▸ **What to work on**: Retype all of the data that follows, line for line.

Saved entries:
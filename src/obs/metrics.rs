// self
use crate::obs::{FlowKind, FlowOutcome};

/// Name of the counter bumped once per attempt and once per outcome.
pub const FLOW_COUNTER: &str = "restclient_auth_flow_total";

/// Counts one `outcome` of the `stage` entry point of a `kind` flow.
///
/// Goes to the global `metrics` recorder; compiled out without the `metrics` feature.
pub fn record_flow_outcome(kind: FlowKind, stage: &'static str, outcome: FlowOutcome) {
	#[cfg(feature = "metrics")]
	metrics::counter!(
		FLOW_COUNTER,
		"flow" => kind.as_str(),
		"stage" => stage,
		"outcome" => outcome.as_str()
	)
	.increment(1);

	#[cfg(not(feature = "metrics"))]
	let _ = (kind, stage, outcome);
}

#[cfg(test)]
mod tests {
	// self
	use super::*;

	#[test]
	fn every_outcome_records_without_a_recorder() {
		for outcome in [FlowOutcome::Attempt, FlowOutcome::Success, FlowOutcome::Failure] {
			record_flow_outcome(FlowKind::OAuth1, "authorize", outcome);
		}

		assert_eq!(FLOW_COUNTER, "restclient_auth_flow_total");
	}
}
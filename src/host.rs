//! Contract between the flows and the application hosting the authorization UI.
//!
//! The host opens authorization URLs (a browser window, an embedded view, a hidden frame for
//! non-interactive attempts) and reports where the user agent was finally redirected. Flows also
//! post typed [`AuthorizationMessage`]s so the host can mirror progress in its UI.

// self
use crate::{
	_prelude::*,
	error::{AuthorizationError, AuthorizationErrorCode},
	messages::AuthorizationMessage,
};

/// Boxed future returned by [`AuthorizationHost::navigate`].
pub type HostFuture<'a, T> = Pin<Box<dyn Future<Output = T> + 'a + Send>>;

/// Navigation the flow asks the host to perform.
#[derive(Clone, Debug, PartialEq, Eq)]
pub struct NavigationRequest {
	/// URL to open.
	pub url: Url,
	/// Redirect prefix that ends the navigation.
	pub redirect_uri: Url,
	/// Whether UI may be shown. When false the host must not prompt the user and should answer
	/// [`NavigationOutcome::InteractionRequired`] instead.
	pub interactive: bool,
}
impl NavigationRequest {
	/// Returns true when `url` is the redirect this navigation waits for.
	pub fn is_redirect(&self, url: &Url) -> bool {
		url.as_str().starts_with(self.redirect_uri.as_str())
	}
}

/// How a navigation ended.
#[derive(Clone, Debug, PartialEq, Eq)]
pub enum NavigationOutcome {
	/// The user agent reached the redirect URI.
	Redirected(Url),
	/// The provider needs the user, but the request was non-interactive.
	InteractionRequired,
	/// The user closed the window or dismissed the dialog.
	Closed,
	/// The host never observed a redirect.
	NoResponse,
}
impl NavigationOutcome {
	/// Error reported for every outcome other than a redirect.
	pub fn into_authorization_error(self, state: &str, interactive: bool) -> AuthorizationError {
		let (code, message) = match self {
			NavigationOutcome::InteractionRequired => (
				AuthorizationErrorCode::InteractionRequired,
				"The authorization server requires user interaction.",
			),
			NavigationOutcome::Closed => (
				AuthorizationErrorCode::UserInterrupted,
				"The user closed the authorization window.",
			),
			NavigationOutcome::NoResponse | NavigationOutcome::Redirected(_) => (
				AuthorizationErrorCode::NoResponse,
				"No redirect was received from the authorization server.",
			),
		};

		AuthorizationError::new(code, message).with_state(state).with_interactive(interactive)
	}
}

/// Application side of an authorization attempt.
pub trait AuthorizationHost
where
	Self: Send + Sync,
{
	/// Opens `request.url` and resolves once the navigation ends.
	fn navigate(&self, request: NavigationRequest) -> HostFuture<'_, NavigationOutcome>;

	/// Receives progress messages. Ignored by default.
	fn notify(&self, message: &AuthorizationMessage) {
		let _ = message;
	}
}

▸ **Reply to the exercise**:
filename src/obs/metrics.rs
// self
use crate::obs::{FlowKind, FlowOutcome};

/// Name of the counter bumped once per attempt and once per outcome.
pub const FLOW_COUNTER: &str = "restclient_auth_flow_total";

/// Counts one `outcome` of the `stage` entry point of a `kind` flow.
///
/// Goes to the global `metrics` recorder; compiled out without the `metrics` feature.
pub fn record_flow_outcome(kind: FlowKind, stage: &'static str, outcome: FlowOutcome) {
	#[cfg(feature = "metrics")]
	metrics::counter!(
		FLOW_COUNTER,
		"flow" => kind.as_str(),
		"stage" => stage,
		"outcome" => outcome.as_str()
	)
	.increment(1);

	#[cfg(not(feature = "metrics"))]
	let _ = (kind, stage, outcome);
}

#[cfg(test)]
mod tests {
	// self
	use super::*;

	#[test]
	fn every_outcome_records_without_a_recorder() {
		for outcome in [FlowOutcome::Attempt, FlowOutcome::Success, FlowOutcome::Failure] {
			record_flow_outcome(FlowKind::OAuth1, "authorize", outcome);
		}

		assert_eq!(FLOW_COUNTER, "restclient_auth_flow_total");
	}
}
filename src/host.rs
//! Contract between the flows and the application hosting the authorization UI.
//!
//! The host opens authorization URLs (a browser window, an embedded view, a hidden frame for
//! non-interactive attempts) and reports where the user agent was finally redirected. Flows also
//! post typed [`AuthorizationMessage`]s so the host can mirror progress in its UI.

// self
use crate::{
	_prelude::*,
	error::{AuthorizationError, AuthorizationErrorCode},
	messages::AuthorizationMessage,
};

/// Boxed future returned by [`AuthorizationHost::navigate`].
pub type HostFuture<'a, T> = Pin<Box<dyn Future<Output = T> + 'a + Send>>;

/// Navigation the flow asks the host to perform.
#[derive(Clone, Debug, PartialEq, Eq)]
pub struct NavigationRequest {
	/// URL to open.
	pub url: Url,
	/// Redirect prefix that ends the navigation.
	pub redirect_uri: Url,
	/// Whether UI may be shown. When false the host must not prompt the user and should answer
	/// [`NavigationOutcome::InteractionRequired`] instead.
	pub interactive: bool,
}
impl NavigationRequest {
	/// Returns true when `url` is the redirect this navigation waits for.
	pub fn is_redirect(&self, url: &Url) -> bool {
		url.as_str().starts_with(self.redirect_uri.as_str())
	}
}

/// How a navigation ended.
#[derive(Clone, Debug, PartialEq, Eq)]
pub enum NavigationOutcome {
	/// The user agent reached the redirect URI.
	Redirected(Url),
	/// The provider needs the user, but the request was non-interactive.
	InteractionRequired,
	/// The user closed the window or dismissed the dialog.
	Closed,
	/// The host never observed a redirect.
	NoResponse,
}
impl NavigationOutcome {
	/// Error reported for every outcome other than a redirect.
	pub fn into_authorization_error(self, state: &str, interactive: bool) -> AuthorizationError {
		let (code, message) = match self {
			NavigationOutcome::InteractionRequired => (
				AuthorizationErrorCode::InteractionRequired,
				"The authorization server requires user interaction.",
			),
			NavigationOutcome::Closed => (
				AuthorizationErrorCode::UserInterrupted,
				"The user closed the authorization window.",
			),
			NavigationOutcome::NoResponse | NavigationOutcome::Redirected(_) => (
				AuthorizationErrorCode::NoResponse,
				"No redirect was received from the authorization server.",
			),
		};

		AuthorizationError::new(code, message).with_state(state).with_interactive(interactive)
	}
}

/// Application side of an authorization attempt.
pub trait AuthorizationHost
where
	Self: Send + Sync,
{
	/// Opens `request.url` and resolves once the navigation ends.
	fn navigate(&self, request: NavigationRequest) -> HostFuture<'_, NavigationOutcome>;

	/// Receives progress messages. Ignored by default.
	fn notify(&self, message: &AuthorizationMessage) {
		let _ = message;
	}
}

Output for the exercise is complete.